My china cabinet is filled with stories my male teenage children do not want to hear—like how the antique flat champagne glasses we use for dessert on special occasions were originally wedding presents belonging to their great grandparents, two German immigrants who met and fell in love in Chicago; or how, when she was a little girl, my mom would actually use the Shirley Temple milk pitcher and matching cobalt blue cereal bowl when she would join her father in the kitchen for “a little lunch before bedtime.” I’ve tried to pass along family lore in the snippets and vignettes the dishes bring to mind, but any such telling brings on glazed eyes and slumped shoulders.

When I was a child, I adored staring at the gold rimmed porcelain plates and the silver inlaid Venetian glass decanter with matching cordial glasses. Their origins fascinated me not only because of their beauty, but because they put me closer to understanding my lineage, my ancestry. My peeps!

Though referenced often enough in our household, these cultural indicators do not resonate with my kids. In fact, when my youngest son was in third grade, he came home from school one day and said, “My teacher asked me what my family’s heritage was, and I told her we didn’t have one.” It’s moments like these that I slap my hand to my own forehead in mortified disbelief. I wonder how it is that I have failed so completely at connecting my own child to his own history, his own legacy?

It’s bad enough that I have not stirred my children’s imagination when it comes to tales of their forebears. But what might even be worse is if I’ve failed to stir their longing for something magnificent not in the past, but in the present and future. Have I shared my faith in meaningful, memorable, powerful ways, and have I helped them to understand that the promise of the Holy Spirit’s power and presence is right there for them if only they take an interest, if only they claim it?

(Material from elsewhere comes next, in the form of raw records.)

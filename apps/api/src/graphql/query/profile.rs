//! Profile queries

use async_graphql::{Context, Object, Result};
use uuid::Uuid;

use crate::error::to_graphql_error;
use crate::graphql::types::Profile;
use crate::repositories::SharedStore;

#[derive(Default)]
pub struct ProfileQuery;

#[Object]
impl ProfileQuery {
    /// List all profiles
    async fn profiles(&self, ctx: &Context<'_>) -> Result<Vec<Profile>> {
        let store = ctx.data::<SharedStore>()?;
        let profiles = store.list_profiles().await.map_err(to_graphql_error)?;
        Ok(profiles.into_iter().map(Profile::from).collect())
    }

    /// Get a profile by id
    async fn profile(&self, ctx: &Context<'_>, id: Uuid) -> Result<Option<Profile>> {
        let store = ctx.data::<SharedStore>()?;
        let profile = store.find_profile(id).await.map_err(to_graphql_error)?;
        Ok(profile.map(Profile::from))
    }
}
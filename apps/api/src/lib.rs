//! Memberhub API library
//!
//! This module exposes the core API components for use in integration tests
//! and as a library.

pub mod config;
pub mod error;
pub mod graphql;
pub mod models;
pub mod repositories;
pub mod routes;

// Re-export commonly used types
pub use config::{Config, MutationFailurePolicy, StoreBackend};
pub use error::{ApiError, ApiResult};
pub use graphql::{AppSchema, GraphQLState, LoaderFactory, LoaderSettings, RequestLoaders};
pub use repositories::{MemoryStore, PgStore, SharedStore, Store};
//! Member type GraphQL types

use async_graphql::{Enum, SimpleObject};

use crate::models::member_type::{MemberType as DbMemberType, MemberTypeId as DbMemberTypeId};

/// Membership tier identifier
#[derive(Debug, Clone, Copy, PartialEq, Eq, Enum)]
pub enum MemberTypeId {
    #[graphql(name = "basic")]
    Basic,
    #[graphql(name = "business")]
    Business,
}

impl From<DbMemberTypeId> for MemberTypeId {
    fn from(id: DbMemberTypeId) -> Self {
        match id {
            DbMemberTypeId::Basic => Self::Basic,
            DbMemberTypeId::Business => Self::Business,
        }
    }
}

impl From<MemberTypeId> for DbMemberTypeId {
    fn from(id: MemberTypeId) -> Self {
        match id {
            MemberTypeId::Basic => Self::Basic,
            MemberTypeId::Business => Self::Business,
        }
    }
}

/// Membership tier exposed via GraphQL
#[derive(Debug, Clone, SimpleObject)]
pub struct MemberType {
    /// Tier identifier
    pub id: MemberTypeId,
    /// Discount rate
    pub discount: f64,
    /// Posts allowed per month
    pub posts_limit_per_month: i32,
}

impl From<DbMemberType> for MemberType {
    fn from(member_type: DbMemberType) -> Self {
        Self {
            id: member_type.id.into(),
            discount: member_type.discount,
            posts_limit_per_month: member_type.posts_limit_per_month,
        }
    }
}
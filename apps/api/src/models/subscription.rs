//! Subscription edges between users
//!
//! A subscription is a directed edge from a subscriber to an author. Both
//! sides reference rows in the users table.

use serde::{Deserialize, Serialize};
use sqlx::FromRow;
use uuid::Uuid;

use super::user::User;

/// Directed subscriber → author edge, unique per pair
#[derive(Debug, Clone, Copy, PartialEq, Eq, Hash, Serialize, Deserialize)]
pub struct SubscriptionEdge {
    pub subscriber_id: Uuid,
    pub author_id: Uuid,
}

impl SubscriptionEdge {
    pub fn new(subscriber_id: Uuid, author_id: Uuid) -> Self {
        Self {
            subscriber_id,
            author_id,
        }
    }
}

/// A user reached through a subscription edge, tagged with the id on the
/// other side of the edge (the batching key).
#[derive(Debug, Clone, FromRow)]
pub struct LinkedUser {
    /// Id of the user the lookup started from
    pub link_id: Uuid,

    /// User on the far side of the edge
    #[sqlx(flatten)]
    pub user: User,
}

It was awfully generous of Peter to tell his Pentecost audience that the full blown energy of God’s Spirit would be available not only to them, but also to their children and even to people at a distance (in other words, you need not be present to win). What is implied in Peter’s speech, however, is that it would become a parental responsibility to convey to the next generation just how a wildly outrageous encounter with God’s Spirit is transformational.

Yes, the promise is for our children. Yes, God’s Spirit works in crazy, unexpected ways. But it is also our joyful obligation to help our kids make the connections that will light up their souls.